Get Started Free
February 7, 2023 | Episode 256

Apache Kafka 3.4 - New Features & Improvements

  • Transcript
  • Notes

Danica Fine (00:00):

Welcome to Streaming Audio. I'm Danica Fine, developer advocate at Confluent. You're listening to a special episode where I have the honor of announcing the Apache Kafka 3.4 release. On behalf of the Kafka community. There are so many great KIPs in this release so, let's get to it. As usual, the release is broken up based on what the KIP pertains to. And this release will cover updates from Kafka Core, Kafka Streams, and Kafka Connect. First up, for Kafka Core we have KIP-866, which provides a bridge to migrate between existing ZooKeeper clusters to new KRaft mode clusters. With this change, you'll be able to migrate your existing metadata from ZooKeeper to KRaft. After metadata is synced between the two clusters using dual-write mode, you can safely transition control to KRaft controllers, and just in case the change also allows fail back to ZooKeeper during the upgrade migration.

Danica Fine (00:46):

This KIP gives you more flexibility to try out KRaft mode. But keep in mind that these changes are just an early access release. General availability of this feature will be a part of Apache Kafka 3.5. Next up is KIP-830. This change treats the JMX reporter like all other reporters so that it can be disabled for environments where it's not being used. The KIP includes a new configuration setting, auto include JMX reporter, to support disabling the reporter. When set false, a JMX reporter won't be instantiated, and instead reporters set via Metric Reporters will be used. When set to true, which is the default, a deprecation warning is printed directing the user to use Metric Reporters instead. In Apache Kafka 4.0, expect the default value for Metric Reporters to be set to JMX Reporter. With KIP-881, consumers can now be rack-aware when it comes to partition assignments and consumer rebalancing.

Danica Fine (01:37):

In the past, KIP-392 enabled consumers to fetch from their closest replica. KIP-881 is an extension which allows consumers to fetch data from leaders or followers within the same availability zone when possible to benefit from locality. These changes are also a stepping stone to the consumer group protocol work being done as part of KIP-848, which will introduce rack-aware partition assignments in both the service side partition assigners, and the client side partition assigners.

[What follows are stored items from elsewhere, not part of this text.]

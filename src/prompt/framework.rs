use std::fmt;
use std::str::FromStr;

use serde::{Deserialize, Serialize};

use crate::screen::screen_model::ElementType;
use crate::service::error::ScriptError;

/// Supported test-automation frameworks.
#[derive(Debug, Clone, Copy, PartialEq, Eq, Hash, Serialize, Deserialize)]
pub enum Framework {
    #[serde(rename = "XCUITest")]
    XcuiTest,
    Espresso,
    Playwright,
}

impl Framework {
    pub const ALL: [Framework; 3] = [Framework::XcuiTest, Framework::Espresso, Framework::Playwright];

    pub fn as_str(&self) -> &'static str {
        match self {
            Framework::XcuiTest => "XCUITest",
            Framework::Espresso => "Espresso",
            Framework::Playwright => "Playwright",
        }
    }

    /// Selector expression for an element, `{identifier}` filled in.
    pub fn selector(&self, element_type: ElementType, identifier: &str) -> String {
        match (self, element_type) {
            (Framework::XcuiTest, ElementType::Button) => format!("app.buttons[\"{}\"]", identifier),
            (Framework::XcuiTest, ElementType::TextField) => {
                format!("app.textFields[\"{}\"]", identifier)
            }
            (Framework::XcuiTest, ElementType::StaticText) => {
                format!("app.staticTexts[\"{}\"]", identifier)
            }
            (Framework::Espresso, _) => format!("onView(withId(R.id.{}))", identifier),
            (Framework::Playwright, _) => {
                format!("page.locator(\"[data-testid={}]\")", identifier)
            }
        }
    }

    /// Existence assertion idiom wrapped around a selector.
    pub fn exists_assertion(&self, element: &str) -> String {
        match self {
            Framework::XcuiTest => format!("XCTAssertTrue({}.exists)", element),
            Framework::Espresso => format!("{}.check(matches(isDisplayed()))", element),
            Framework::Playwright => format!("await expect({}).toBeVisible()", element),
        }
    }

    pub fn enabled_assertion(&self, element: &str) -> String {
        match self {
            Framework::XcuiTest => format!("XCTAssertTrue({}.isEnabled)", element),
            Framework::Espresso => format!("{}.check(matches(isEnabled()))", element),
            Framework::Playwright => format!("await expect({}).toBeEnabled()", element),
        }
    }

    /// Base test-class template with `class_name` substituted.
    pub fn base_template(&self, class_name: &str) -> String {
        let template = match self {
            Framework::XcuiTest => {
                r#"import XCTest

class {className}: XCTestCase {
    let app = XCUIApplication()

    override func setUpWithError() throws {
        continueAfterFailure = false
        app.launch()
    }
}"#
            }
            Framework::Espresso => {
                r#"@RunWith(AndroidJUnit4.class)
public class {className} {
    @Rule
    public ActivityScenarioRule<MainActivity> activityRule =
            new ActivityScenarioRule<>(MainActivity.class);

    @Before
    public void setUp() {
        // Setup code
    }
}"#
            }
            Framework::Playwright => {
                r#"import { test, expect } from '@playwright/test';

test.describe('{className}', () => {
    test.beforeEach(async ({ page }) => {
        await page.goto(baseUrl);
    });
});"#
            }
        };
        template.replace("{className}", class_name)
    }

    pub fn best_practices(&self) -> &'static [&'static str] {
        match self {
            Framework::XcuiTest => &[
                "Use proper XCTest assertions",
                "Handle app launch in setUp",
                "Use proper element queries",
                "Handle element waits properly",
                "Use proper test method naming",
            ],
            Framework::Espresso => &[
                "Use ViewMatchers and ViewActions",
                "Handle IdlingResources",
                "Use proper test annotations",
                "Handle activity scenarios",
                "Use hamcrest matchers",
            ],
            Framework::Playwright => &[
                "Use async/await properly",
                "Handle page objects",
                "Use proper selectors",
                "Handle network conditions",
                "Use proper test fixtures",
            ],
        }
    }

    /// Pattern-specific guidance; generic advice for unknown patterns.
    pub fn pattern_specifics(&self, pattern_id: &str) -> &'static str {
        match (self, pattern_id) {
            (Framework::XcuiTest, "standardXCTest") => {
                "- Use direct XCUIElement interactions\n- Include proper element queries\n- Use XCTAssert methods"
            }
            (Framework::XcuiTest, "chainedPageObject") => {
                "- Implement chainable methods\n- Use @discardableResult\n- Return self or next page"
            }
            (Framework::Espresso, "standardEspresso") => {
                "- Use ViewMatchers and ViewActions\n- Include espresso assertions\n- Handle view hierarchies"
            }
            (Framework::Espresso, "robotPattern") => {
                "- Implement robot methods\n- Include check methods\n- Use screen classes"
            }
            (Framework::Playwright, "pageObjectModel") => {
                "- Implement page classes\n- Use proper locators\n- Handle async operations"
            }
            (Framework::Playwright, "fixtureBasedTests") => {
                "- Use test fixtures\n- Handle test context\n- Implement beforeEach hooks"
            }
            _ => "Follow standard framework conventions",
        }
    }
}

impl fmt::Display for Framework {
    fn fmt(&self, f: &mut fmt::Formatter<'_>) -> fmt::Result {
        f.write_str(self.as_str())
    }
}

impl FromStr for Framework {
    type Err = ScriptError;

    fn from_str(s: &str) -> Result<Self, Self::Err> {
        Framework::ALL
            .into_iter()
            .find(|f| f.as_str() == s.trim())
            .ok_or_else(|| ScriptError::validation(format!("Unsupported framework: {}", s)))
    }
}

Check out KIP-881 for more details on how these changes will impact future design of client protocols. Next up is KIP-876. Cluster metadata snapshots are used to compact the underlying log segments and clean up redundant records. In the past, these snapshots were triggered based on the amount of data bytes that had been appended to the log since the last snapshot.

Danica Fine (02:22):

But seeing as snapshots are also used as cluster backups, it makes sense to generate snapshots based on time, KIP-876 enables this. To do so, this KIP adds a new property that defines the maximum amount of time that the server will wait to generate a snapshot, the default is one hour. And finally, we have KIP-854, which introduces changes to clean up producer IDs more efficiently. Item potent producers and transactions are essential to Kafka's exactly-once semantics, and they both require some IDs in order to work properly. Item potent producers are assigned a producer ID automatically at startup. Transactions are meant to offer guarantees across topic partitions and producer sessions, so they require both a producer ID as well as a user provided transaction ID.

Danica Fine (03:02):

In the past, both producer IDs and transaction IDs would expire and be cleaned up using a single timeout parameter. KIP-679 made all producers item potent by default, so there are quite a lot more producer IDs floating around. To avoid excess memory usage, there needs to be a way to expire and clean up producer IDs independent of transaction IDs. KIP-854 introduces a new timeout parameter that affects the expiry of producer IDs and updates the old parameter to only affect the expiry of transaction IDs. Also affecting Kafka Streams is KIP-837, which allows users to multicast result records to every partition of downstream sync topics. The change also adds functionality for users to choose to drop result records without sending. To achieve this, a few changes were made. First, the Streams Partitioner Interface was given a new method called Partitions, which returns an optional set of partitions.

Danica Fine (03:53):

Next, the record collector and its implementing class now accepts a stream partitioner object. The record collector uses the partition's method from the streams partitioner to determine which partitions to send the record to. And don't worry, the key query metadata class was also updated to account for the fact that a single key could be present in multiple partitions. In rounding out our updates for Kafka 3.4, we have one KIP for Kafka Connect, specifically for MirrorMaker 2. In the past, MirrorMaker 2 used the built-in Kafka admin client and made a number of assumptions about the ACLs and administrative control that a particular user must have in order to run. Although these assumptions simplified MirrorMaker 2 resource management, they particularly affected those trying to run federated or infrastructure as code solutions. KIP-787 bypasses these hurdles by allowing users to run with custom implementations for the Kafka Resource Manager and integrate more easily with their ecosystems.

Danica Fine (04:46):

Those are the highlights from this latest Apache Kafka release. Thank you for taking the time to listen to this special episode. If you have any questions or would like to discuss, you can reach out to our community forum or Slack. Both are linked in the show notes. If you're listening on Apple Podcast or other podcast platforms, please be sure to leave a review. We'd love to hear your feedback. If you're watching on YouTube, please subscribe so you'll be notified with updates that you might be interested in. Thanks again for your support and see you next time.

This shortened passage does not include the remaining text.